HSBC has shifted several key executives from London to Hong Kong, as the British bank continues to focus efforts on its biggest market in Asia.
Greg Guyett, co-CEO of global banking and markets at HSBC, will move to Hong Kong along with Nuno Matos, chief executive of wealth and personal banking, and Barry O’Byrne, chief executive of global commercial banking, according to an internal memo seen by Financial News.
Nicolas Moreau, HSBC’s head of asset management, will also move from London to Asia.
Mark Barnett, the former Invesco fund manager and protégé of renowned British stock picker Neil Woodford, has joined specialist UK equity boutique asset manager Tellworth.
Barnett left Invesco in May 2019 after 24 years, overseeing some of the asset manager’s largest investment funds. He joins the nine-strong team this month.
Tellworth, which was set up in 2017 by former Schroders fund managers Paul Marriage and John Warren, oversees roughly £800m of assets across four equity funds.
Houlihan Lokey, the independent investment bank, has poached a team of four investment bankers from BMO Capital Markets to launch its coverage of oil and gas companies in Europe.
Jeremy Low, formerly co-head of investment banking and head of energy for Europe, the Middle East and Africa at BMO Capital Markets, is set to join. He will be joined by fellow BMO colleagues Tom Hughes, Thomas Wheeler and Raffaello Avakov.

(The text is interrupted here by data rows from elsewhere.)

// Domain rules - Split point planning

use crate::domain::model::*;

/// Shortest range worth encoding; anything below is float noise
const MIN_RANGE_SECONDS: f64 = 0.01;

/// Raw detector output gathered before planning
#[derive(Debug, Clone, Default, PartialEq)]
pub struct SplitAnalysis {
    /// Scene-change timestamps in seconds
    pub scene_cuts: Vec<f64>,
    /// Detected silent intervals `(start, end)` in seconds
    pub silences: Vec<(f64, f64)>,
}

/// Boundaries chosen for a video and the strategy that produced them
#[derive(Debug, Clone, PartialEq)]
pub struct SplitPlan {
    pub strategy: SplitStrategy,
    pub ranges: Vec<ClipRange>,
}

/// Choose clip boundaries, falling through scene → silence → equal.
///
/// An explicit `Scene` or `Silence` strategy falls back to equal cuts
/// when its detector found nothing usable.
pub fn plan_boundaries(
    strategy: SplitStrategy,
    analysis: &SplitAnalysis,
    total_duration: f64,
    window: &DurationWindow,
) -> SplitPlan {
    if strategy.uses_scenes() && !analysis.scene_cuts.is_empty() {
        let ranges = merge_scenes_to_duration(&analysis.scene_cuts, window, total_duration);
        if !ranges.is_empty() {
            return SplitPlan {
                strategy: SplitStrategy::Scene,
                ranges,
            };
        }
    }

    if strategy.uses_silence() && !analysis.silences.is_empty() {
        let chunks = speech_chunks_from_silences(&analysis.silences, total_duration);
        let ranges = silence_boundaries(&chunks, window);
        if !ranges.is_empty() {
            return SplitPlan {
                strategy: SplitStrategy::Silence,
                ranges,
            };
        }
    }

    SplitPlan {
        strategy: SplitStrategy::Equal,
        ranges: equal_boundaries(total_duration, window),
    }
}

/// Fixed-length cuts of `max` seconds; a short tail joins the previous clip
pub fn equal_boundaries(total_duration: f64, window: &DurationWindow) -> Vec<ClipRange> {
    let mut bounds: Vec<(f64, f64)> = Vec::new();
    if total_duration <= 0.0 {
        return Vec::new();
    }

    let mut start = 0.0;
    while start < total_duration {
        let end = (start + window.max).min(total_duration);
        let is_tail = end >= total_duration;
        if is_tail && end - start < window.min - MIN_RANGE_SECONDS && !bounds.is_empty() {
            if let Some(last) = bounds.last_mut() {
                last.1 = end;
            }
        } else {
            bounds.push((start, end));
        }
        start = end;
    }

    to_ranges(bounds)
}

/// Group scene cuts into clips that fit the window.
///
/// Each clip ends at the latest scene cut that keeps it within the window
/// and leaves at least `min` seconds behind it. Stretches without such a
/// cut are cut at `max`, and the final overlong stretch is halved.
pub fn merge_scenes_to_duration(
    scene_cuts: &[f64],
    window: &DurationWindow,
    total_duration: f64,
) -> Vec<ClipRange> {
    if total_duration <= 0.0 {
        return Vec::new();
    }

    let mut cuts: Vec<f64> = scene_cuts
        .iter()
        .copied()
        .filter(|c| c.is_finite() && *c > 0.0 && *c < total_duration)
        .collect();
    cuts.sort_by(|a, b| a.total_cmp(b));
    cuts.dedup_by(|a, b| (*a - *b).abs() < MIN_RANGE_SECONDS);

    let mut bounds = Vec::new();
    let mut start = 0.0;
    while total_duration - start > MIN_RANGE_SECONDS {
        let remaining = total_duration - start;
        if remaining <= window.max {
            bounds.push((start, total_duration));
            break;
        }

        let usable = cuts.iter().rev().copied().find(|&cut| {
            let length = cut - start;
            window.contains(length) && total_duration - cut >= window.min
        });

        let end = match usable {
            Some(cut) => cut,
            None if remaining < window.max + window.min => start + remaining / 2.0,
            None => start + window.max,
        };
        bounds.push((start, end));
        start = end;
    }

    to_ranges(bounds)
}

/// Complement of the silent intervals within `[0, total]`
pub fn speech_chunks_from_silences(silences: &[(f64, f64)], total_duration: f64) -> Vec<(f64, f64)> {
    let mut sorted: Vec<(f64, f64)> = silences
        .iter()
        .map(|&(s, e)| (s.max(0.0), e.min(total_duration)))
        .filter(|(s, e)| e > s)
        .collect();
    sorted.sort_by(|a, b| a.0.total_cmp(&b.0));

    let mut chunks = Vec::new();
    let mut cursor = 0.0;
    for (silence_start, silence_end) in sorted {
        if silence_start - cursor > MIN_RANGE_SECONDS {
            chunks.push((cursor, silence_start));
        }
        cursor = f64::max(cursor, silence_end);
    }
    if total_duration - cursor > MIN_RANGE_SECONDS {
        chunks.push((cursor, total_duration));
    }
    chunks
}

/// Clips ending at the close of each speech chunk long enough to stand alone.
///
/// A clip runs from where the previous one ended to the end of the
/// chunk; if that span exceeds `max` it is divided into
/// `ceil(span / max)` equal pieces.
pub fn silence_boundaries(speech_chunks: &[(f64, f64)], window: &DurationWindow) -> Vec<ClipRange> {
    let mut bounds = Vec::new();
    let mut cursor = 0.0;

    for &(chunk_start, chunk_end) in speech_chunks {
        if chunk_end - chunk_start < window.min {
            continue;
        }

        let span = chunk_end - cursor;
        if span <= window.max {
            bounds.push((cursor, chunk_end));
        } else {
            let pieces = (span / window.max).ceil() as usize;
            let step = span / pieces as f64;
            for i in 0..pieces {
                let start = cursor + i as f64 * step;
                let end = if i + 1 == pieces { chunk_end } else { start + step };
                bounds.push((start, end));
            }
        }
        cursor = chunk_end;
    }

    to_ranges(bounds)
}

fn to_ranges(bounds: Vec<(f64, f64)>) -> Vec<ClipRange> {
    bounds
        .into_iter()
        .filter(|(s, e)| e - s > MIN_RANGE_SECONDS)
        .filter_map(|(s, e)| ClipRange::from_seconds(s, e).ok())
        .collect()
}

#[cfg(test)]
mod tests;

In November, BMO announced it was pulling back from its non-Canadian investment and corporate banking energy business, at the cost of around 50 jobs.
KPMG UK partners have approved Jon Holt as the firm’s new chief executive following the exit of Bill Michael after a backlash to comments he made in a meeting with staff.
Audit head Holt was recommended by the firm’s board to be its newest chief executive last month with partners then voting to approve that decision, the firm announced on 12 April.
Holt needed just 50% approval from the partnership for his elevation to chief executive to be ratified.
Michael resigned from the firm in February after describing unconscious bias as “complete crap” and telling staff not to moan about working life during the pandemic in a video meeting.
Andy Haldane, the chief economist of the Bank of England, is leaving to become chief executive of the Royal Society for Arts, Manufactures and Commerce.
Haldane, who joined the central bank in 1989, will step down from the Monetary Policy Committee after its June meeting, the Bank of England said in a 13 April statement.
The RSA, which is an independent charity, said Haldane will be focusing on current programmes which include the future of work and regenerative futures.
The Bank will advertise for a successor in due course, it said.
The chief executive of Symphony, the communications provider for banks set up to rival Bloomberg, is to step down on 31 May.
David Gurlé will be replaced as CEO by Brad Levy, Symphony’s president and chief commercial officer, from 1 June, according to a statement from the company.
The departure comes just under seven years since Symphony was founded in 2014 with backers including BlackRock, JPMorgan and Goldman Sachs. The company, which counts Citigroup,Credit Suisse and HSBC among its clients, was formed in an attempt to dislodge the dominance and ubiquity of the Bloomberg terminal’s chat function.